##### MATERIAL TO PROCESS
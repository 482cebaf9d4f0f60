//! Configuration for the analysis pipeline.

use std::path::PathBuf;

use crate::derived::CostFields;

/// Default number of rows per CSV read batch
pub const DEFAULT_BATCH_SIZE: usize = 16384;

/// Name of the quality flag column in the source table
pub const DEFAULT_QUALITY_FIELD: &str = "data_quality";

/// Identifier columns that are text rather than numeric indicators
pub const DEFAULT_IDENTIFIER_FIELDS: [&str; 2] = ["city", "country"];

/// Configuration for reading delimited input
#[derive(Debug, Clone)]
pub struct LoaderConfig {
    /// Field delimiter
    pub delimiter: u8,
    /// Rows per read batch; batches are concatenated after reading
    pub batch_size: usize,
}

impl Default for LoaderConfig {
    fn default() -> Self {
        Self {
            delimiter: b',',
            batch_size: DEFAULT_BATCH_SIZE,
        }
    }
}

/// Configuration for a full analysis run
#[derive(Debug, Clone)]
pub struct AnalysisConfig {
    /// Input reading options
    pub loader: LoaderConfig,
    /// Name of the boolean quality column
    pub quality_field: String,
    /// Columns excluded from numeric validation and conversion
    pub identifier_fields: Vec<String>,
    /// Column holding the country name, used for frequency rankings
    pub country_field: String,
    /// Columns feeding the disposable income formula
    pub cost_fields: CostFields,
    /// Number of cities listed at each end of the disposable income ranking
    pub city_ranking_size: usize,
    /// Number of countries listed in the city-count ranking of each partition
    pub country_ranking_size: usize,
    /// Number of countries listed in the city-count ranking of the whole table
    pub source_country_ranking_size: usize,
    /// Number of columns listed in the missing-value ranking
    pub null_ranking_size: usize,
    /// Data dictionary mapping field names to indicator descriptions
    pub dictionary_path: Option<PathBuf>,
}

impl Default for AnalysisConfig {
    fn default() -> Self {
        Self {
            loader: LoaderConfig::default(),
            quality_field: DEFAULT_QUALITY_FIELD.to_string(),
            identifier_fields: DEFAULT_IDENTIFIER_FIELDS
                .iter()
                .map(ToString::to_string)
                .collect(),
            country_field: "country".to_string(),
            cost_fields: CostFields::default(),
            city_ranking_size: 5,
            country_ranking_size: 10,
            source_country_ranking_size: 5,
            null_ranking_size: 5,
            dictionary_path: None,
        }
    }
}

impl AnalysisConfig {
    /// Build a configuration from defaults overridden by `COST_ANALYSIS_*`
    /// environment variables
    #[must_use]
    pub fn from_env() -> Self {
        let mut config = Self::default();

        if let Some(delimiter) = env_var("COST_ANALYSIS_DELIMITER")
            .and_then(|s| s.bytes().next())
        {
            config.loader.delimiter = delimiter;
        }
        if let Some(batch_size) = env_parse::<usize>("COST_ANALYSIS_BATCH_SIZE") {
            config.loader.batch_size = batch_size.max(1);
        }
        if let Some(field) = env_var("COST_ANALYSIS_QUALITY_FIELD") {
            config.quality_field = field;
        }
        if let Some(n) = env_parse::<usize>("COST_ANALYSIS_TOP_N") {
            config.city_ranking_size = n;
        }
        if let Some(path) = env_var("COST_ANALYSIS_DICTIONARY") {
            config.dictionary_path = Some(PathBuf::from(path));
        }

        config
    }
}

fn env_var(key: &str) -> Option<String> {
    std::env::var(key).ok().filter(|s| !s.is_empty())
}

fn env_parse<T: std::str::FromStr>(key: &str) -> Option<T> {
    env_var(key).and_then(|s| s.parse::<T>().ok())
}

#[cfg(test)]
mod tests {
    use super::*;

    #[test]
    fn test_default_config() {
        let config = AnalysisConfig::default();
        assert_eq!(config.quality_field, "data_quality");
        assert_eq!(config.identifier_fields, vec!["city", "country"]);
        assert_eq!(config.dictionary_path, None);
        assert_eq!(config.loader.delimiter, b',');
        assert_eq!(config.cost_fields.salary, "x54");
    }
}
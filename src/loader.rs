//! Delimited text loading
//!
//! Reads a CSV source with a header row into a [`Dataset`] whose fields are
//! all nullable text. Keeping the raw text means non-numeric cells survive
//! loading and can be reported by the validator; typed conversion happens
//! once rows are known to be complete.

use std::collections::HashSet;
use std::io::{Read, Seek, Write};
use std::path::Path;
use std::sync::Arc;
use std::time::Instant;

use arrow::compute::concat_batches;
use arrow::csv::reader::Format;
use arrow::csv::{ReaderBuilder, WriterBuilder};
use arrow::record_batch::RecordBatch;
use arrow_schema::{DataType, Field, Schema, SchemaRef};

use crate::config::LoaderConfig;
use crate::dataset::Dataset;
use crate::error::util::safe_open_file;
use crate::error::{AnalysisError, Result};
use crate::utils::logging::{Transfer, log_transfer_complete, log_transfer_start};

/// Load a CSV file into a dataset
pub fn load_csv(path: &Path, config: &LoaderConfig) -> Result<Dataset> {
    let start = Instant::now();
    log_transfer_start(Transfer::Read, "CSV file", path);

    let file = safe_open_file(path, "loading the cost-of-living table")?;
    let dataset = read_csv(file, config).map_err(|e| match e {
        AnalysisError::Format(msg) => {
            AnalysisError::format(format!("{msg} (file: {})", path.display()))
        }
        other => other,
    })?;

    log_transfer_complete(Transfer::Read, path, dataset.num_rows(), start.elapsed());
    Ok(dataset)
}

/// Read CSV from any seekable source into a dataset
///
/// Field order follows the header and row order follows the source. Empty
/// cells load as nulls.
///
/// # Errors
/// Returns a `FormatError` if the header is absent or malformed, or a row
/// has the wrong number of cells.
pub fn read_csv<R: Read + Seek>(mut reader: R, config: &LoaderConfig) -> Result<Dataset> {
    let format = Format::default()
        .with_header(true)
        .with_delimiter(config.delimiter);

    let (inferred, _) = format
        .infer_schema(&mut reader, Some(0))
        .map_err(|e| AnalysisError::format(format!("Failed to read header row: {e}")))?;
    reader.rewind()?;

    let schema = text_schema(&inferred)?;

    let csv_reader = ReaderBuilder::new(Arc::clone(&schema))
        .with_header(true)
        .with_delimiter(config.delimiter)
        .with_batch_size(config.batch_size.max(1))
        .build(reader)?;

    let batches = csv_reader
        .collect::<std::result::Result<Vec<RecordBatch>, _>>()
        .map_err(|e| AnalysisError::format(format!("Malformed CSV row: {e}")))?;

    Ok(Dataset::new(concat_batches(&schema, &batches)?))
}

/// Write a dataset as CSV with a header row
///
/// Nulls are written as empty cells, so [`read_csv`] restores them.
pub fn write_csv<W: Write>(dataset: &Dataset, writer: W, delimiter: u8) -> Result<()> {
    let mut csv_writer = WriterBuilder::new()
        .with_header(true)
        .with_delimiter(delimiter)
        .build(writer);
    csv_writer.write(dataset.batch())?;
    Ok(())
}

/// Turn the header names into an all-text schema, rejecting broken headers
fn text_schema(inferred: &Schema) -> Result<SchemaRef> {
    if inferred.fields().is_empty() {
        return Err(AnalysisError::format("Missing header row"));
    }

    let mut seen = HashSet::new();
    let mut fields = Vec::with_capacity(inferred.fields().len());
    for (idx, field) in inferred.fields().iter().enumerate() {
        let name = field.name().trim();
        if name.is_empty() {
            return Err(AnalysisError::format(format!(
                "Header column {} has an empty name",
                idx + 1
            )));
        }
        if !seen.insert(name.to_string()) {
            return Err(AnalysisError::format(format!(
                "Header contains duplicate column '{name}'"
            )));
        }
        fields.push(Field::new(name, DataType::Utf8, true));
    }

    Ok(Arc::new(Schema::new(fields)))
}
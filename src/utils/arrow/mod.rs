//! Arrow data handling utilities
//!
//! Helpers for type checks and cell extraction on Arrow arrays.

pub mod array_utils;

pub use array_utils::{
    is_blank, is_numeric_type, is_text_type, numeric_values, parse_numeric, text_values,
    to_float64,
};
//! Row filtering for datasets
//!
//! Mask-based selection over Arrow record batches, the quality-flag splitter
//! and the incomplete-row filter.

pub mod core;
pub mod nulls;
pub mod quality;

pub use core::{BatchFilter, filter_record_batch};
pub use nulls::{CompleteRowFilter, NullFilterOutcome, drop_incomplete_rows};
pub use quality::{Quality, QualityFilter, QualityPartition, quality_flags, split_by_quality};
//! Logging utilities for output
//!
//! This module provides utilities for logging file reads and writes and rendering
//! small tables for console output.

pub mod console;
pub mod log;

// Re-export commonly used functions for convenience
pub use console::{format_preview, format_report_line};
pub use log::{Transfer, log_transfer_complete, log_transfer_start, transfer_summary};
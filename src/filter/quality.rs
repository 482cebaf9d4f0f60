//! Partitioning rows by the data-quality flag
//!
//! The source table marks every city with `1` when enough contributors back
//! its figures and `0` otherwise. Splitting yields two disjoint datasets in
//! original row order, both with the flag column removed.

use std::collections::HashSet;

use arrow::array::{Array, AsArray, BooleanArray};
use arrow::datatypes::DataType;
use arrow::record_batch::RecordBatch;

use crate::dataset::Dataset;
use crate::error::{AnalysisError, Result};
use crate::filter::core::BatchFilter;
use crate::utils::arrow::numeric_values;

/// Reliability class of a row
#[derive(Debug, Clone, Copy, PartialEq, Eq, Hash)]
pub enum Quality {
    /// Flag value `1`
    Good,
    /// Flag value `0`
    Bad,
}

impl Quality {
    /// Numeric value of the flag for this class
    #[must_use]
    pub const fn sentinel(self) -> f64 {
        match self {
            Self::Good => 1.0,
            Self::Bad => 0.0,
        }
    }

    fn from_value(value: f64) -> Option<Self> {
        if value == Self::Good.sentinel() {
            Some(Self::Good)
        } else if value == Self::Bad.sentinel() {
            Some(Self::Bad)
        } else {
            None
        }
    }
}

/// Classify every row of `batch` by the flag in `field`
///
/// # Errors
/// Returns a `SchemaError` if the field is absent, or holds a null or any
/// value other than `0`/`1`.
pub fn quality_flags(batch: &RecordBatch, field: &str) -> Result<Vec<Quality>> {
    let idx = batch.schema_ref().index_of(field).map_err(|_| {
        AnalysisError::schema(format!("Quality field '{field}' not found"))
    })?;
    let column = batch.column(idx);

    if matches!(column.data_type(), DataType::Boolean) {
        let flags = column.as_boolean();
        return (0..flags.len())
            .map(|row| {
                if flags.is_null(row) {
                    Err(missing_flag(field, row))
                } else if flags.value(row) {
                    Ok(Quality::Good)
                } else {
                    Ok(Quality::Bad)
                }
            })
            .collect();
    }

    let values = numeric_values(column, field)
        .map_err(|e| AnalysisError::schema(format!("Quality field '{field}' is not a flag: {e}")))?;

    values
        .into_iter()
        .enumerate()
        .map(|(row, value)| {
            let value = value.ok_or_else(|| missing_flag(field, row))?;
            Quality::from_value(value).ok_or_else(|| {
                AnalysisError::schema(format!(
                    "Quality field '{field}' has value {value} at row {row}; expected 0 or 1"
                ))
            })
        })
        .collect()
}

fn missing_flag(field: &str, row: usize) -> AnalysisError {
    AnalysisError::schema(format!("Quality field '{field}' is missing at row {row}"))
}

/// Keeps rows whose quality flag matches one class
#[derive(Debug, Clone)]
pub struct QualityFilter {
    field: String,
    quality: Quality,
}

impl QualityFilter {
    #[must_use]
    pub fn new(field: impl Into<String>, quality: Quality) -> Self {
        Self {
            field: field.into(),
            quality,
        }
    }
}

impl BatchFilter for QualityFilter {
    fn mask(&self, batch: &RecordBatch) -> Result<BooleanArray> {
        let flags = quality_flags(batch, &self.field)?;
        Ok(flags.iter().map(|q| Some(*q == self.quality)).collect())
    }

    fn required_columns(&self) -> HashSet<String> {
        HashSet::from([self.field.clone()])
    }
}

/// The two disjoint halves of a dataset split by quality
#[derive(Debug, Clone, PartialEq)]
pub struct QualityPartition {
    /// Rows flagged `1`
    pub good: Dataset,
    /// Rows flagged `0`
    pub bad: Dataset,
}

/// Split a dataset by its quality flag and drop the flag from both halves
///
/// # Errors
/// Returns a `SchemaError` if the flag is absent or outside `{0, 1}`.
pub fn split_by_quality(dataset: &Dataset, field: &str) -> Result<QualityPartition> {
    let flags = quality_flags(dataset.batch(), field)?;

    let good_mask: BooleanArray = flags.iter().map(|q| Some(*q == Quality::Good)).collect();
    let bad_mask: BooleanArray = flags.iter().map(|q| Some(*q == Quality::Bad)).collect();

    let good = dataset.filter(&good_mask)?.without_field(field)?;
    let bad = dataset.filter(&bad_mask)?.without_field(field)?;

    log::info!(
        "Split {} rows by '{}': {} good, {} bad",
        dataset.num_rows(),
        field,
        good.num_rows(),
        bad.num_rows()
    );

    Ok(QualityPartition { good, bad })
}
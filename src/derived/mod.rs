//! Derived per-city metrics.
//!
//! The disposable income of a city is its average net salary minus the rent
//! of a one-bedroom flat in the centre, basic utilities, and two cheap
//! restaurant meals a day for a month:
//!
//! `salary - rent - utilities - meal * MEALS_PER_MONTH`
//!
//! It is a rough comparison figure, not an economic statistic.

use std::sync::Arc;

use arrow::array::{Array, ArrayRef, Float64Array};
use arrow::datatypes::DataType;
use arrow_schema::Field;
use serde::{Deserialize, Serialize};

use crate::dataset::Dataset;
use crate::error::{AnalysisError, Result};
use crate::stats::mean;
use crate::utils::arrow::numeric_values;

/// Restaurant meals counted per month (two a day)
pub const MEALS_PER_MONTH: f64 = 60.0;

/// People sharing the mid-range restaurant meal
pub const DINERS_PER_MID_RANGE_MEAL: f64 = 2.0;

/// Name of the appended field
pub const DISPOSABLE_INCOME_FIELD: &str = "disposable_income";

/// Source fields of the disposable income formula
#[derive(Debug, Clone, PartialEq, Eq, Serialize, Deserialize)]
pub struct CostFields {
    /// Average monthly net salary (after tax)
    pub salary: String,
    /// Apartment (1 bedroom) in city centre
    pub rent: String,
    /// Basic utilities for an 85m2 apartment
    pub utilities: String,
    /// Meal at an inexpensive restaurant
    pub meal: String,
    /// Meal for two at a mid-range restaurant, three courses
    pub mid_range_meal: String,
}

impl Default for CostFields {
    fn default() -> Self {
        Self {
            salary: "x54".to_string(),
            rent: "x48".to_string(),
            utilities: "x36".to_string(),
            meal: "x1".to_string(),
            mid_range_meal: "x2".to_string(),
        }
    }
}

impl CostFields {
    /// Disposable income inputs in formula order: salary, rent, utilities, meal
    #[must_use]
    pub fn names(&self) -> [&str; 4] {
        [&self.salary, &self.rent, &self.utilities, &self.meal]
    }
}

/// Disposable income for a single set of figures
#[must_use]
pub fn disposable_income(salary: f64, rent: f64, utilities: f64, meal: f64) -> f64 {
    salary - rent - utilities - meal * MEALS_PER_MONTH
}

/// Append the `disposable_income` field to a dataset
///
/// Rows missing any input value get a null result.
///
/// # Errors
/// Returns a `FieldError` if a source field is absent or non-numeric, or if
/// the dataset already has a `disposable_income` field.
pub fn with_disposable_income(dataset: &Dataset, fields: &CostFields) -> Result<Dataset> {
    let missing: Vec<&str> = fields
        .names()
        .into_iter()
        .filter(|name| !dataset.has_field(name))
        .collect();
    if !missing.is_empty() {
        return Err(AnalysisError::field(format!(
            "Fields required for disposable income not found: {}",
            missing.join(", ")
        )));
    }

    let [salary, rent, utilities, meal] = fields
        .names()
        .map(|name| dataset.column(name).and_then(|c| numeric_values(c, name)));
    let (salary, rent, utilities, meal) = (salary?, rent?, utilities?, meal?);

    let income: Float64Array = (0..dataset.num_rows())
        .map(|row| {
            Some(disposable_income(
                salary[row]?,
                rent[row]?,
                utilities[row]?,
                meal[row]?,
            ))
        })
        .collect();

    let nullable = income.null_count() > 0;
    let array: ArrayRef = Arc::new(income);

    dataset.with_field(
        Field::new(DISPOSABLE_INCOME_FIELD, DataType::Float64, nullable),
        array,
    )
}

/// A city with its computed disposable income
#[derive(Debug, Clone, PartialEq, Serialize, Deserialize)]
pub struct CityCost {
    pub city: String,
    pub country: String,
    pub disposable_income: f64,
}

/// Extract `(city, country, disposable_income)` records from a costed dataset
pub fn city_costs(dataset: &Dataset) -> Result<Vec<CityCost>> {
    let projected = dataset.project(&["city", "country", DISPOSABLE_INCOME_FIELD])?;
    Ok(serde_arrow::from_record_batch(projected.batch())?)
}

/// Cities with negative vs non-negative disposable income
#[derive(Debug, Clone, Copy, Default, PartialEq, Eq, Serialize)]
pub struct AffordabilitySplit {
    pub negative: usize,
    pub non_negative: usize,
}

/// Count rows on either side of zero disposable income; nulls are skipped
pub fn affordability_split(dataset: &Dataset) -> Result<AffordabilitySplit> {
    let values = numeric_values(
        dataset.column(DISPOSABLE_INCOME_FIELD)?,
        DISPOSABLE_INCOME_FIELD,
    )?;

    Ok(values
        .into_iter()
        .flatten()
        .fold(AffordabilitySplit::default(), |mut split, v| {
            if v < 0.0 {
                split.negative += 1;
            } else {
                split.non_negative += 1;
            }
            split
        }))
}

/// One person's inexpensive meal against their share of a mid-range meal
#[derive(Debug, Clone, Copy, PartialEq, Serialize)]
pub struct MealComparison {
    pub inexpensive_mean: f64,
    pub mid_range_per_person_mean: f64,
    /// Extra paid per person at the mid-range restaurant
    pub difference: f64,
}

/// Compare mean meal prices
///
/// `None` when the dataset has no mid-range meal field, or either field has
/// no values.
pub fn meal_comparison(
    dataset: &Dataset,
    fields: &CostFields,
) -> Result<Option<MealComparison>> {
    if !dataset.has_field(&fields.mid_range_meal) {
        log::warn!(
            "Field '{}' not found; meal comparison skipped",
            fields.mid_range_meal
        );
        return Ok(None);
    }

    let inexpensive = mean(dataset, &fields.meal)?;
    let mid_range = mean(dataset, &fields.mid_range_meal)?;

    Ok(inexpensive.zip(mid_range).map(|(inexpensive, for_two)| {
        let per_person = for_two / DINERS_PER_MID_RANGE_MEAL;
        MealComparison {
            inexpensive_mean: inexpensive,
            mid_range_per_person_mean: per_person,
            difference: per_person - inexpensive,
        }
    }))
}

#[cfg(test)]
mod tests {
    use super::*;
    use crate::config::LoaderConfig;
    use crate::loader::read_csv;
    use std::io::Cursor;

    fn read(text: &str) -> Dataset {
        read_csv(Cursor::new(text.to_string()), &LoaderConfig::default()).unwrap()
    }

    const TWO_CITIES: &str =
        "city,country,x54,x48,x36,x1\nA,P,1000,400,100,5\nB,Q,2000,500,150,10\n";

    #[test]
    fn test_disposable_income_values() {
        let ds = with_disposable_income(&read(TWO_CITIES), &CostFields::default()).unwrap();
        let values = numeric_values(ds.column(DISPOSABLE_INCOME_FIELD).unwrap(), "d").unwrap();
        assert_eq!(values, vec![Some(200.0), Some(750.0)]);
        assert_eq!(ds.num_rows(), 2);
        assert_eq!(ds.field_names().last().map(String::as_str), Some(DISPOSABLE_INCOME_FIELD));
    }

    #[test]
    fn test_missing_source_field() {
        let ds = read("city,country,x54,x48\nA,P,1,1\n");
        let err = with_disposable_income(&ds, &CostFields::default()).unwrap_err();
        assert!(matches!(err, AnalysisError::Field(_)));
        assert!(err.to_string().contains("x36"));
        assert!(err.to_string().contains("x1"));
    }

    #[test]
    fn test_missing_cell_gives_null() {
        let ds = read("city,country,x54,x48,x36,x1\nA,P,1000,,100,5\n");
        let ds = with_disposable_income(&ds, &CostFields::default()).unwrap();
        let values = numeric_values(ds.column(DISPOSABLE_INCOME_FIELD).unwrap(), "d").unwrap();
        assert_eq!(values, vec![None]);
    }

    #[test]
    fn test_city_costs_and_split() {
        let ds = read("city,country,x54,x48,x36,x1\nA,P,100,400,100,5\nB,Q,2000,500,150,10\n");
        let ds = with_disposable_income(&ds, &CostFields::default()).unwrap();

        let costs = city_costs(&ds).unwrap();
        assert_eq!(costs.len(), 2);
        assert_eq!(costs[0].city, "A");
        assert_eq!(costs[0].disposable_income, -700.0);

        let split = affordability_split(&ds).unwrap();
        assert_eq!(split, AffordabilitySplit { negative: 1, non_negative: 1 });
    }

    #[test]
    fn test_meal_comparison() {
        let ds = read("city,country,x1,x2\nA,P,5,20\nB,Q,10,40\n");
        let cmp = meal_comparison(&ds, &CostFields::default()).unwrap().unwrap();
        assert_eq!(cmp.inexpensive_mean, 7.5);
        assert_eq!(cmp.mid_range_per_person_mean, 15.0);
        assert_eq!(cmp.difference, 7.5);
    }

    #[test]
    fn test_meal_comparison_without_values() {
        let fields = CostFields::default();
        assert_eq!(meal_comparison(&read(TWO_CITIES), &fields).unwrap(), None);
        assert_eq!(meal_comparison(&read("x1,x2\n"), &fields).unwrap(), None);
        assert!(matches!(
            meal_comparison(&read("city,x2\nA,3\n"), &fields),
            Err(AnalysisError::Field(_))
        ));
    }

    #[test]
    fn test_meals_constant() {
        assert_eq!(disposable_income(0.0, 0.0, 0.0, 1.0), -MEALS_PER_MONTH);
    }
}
##########
Copy only this part of the entries above: the line with "if matches!(column.data_type(), DataType::Boolean)", the line with "Err(missing_flag(field, row))", and the lines between, all exactly as written.

*RESULT BELOW*
    if matches!(column.data_type(), DataType::Boolean) {
        let flags = column.as_boolean();
        return (0..flags.len())
            .map(|row| {
                if flags.is_null(row) {
                    Err(missing_flag(field, row))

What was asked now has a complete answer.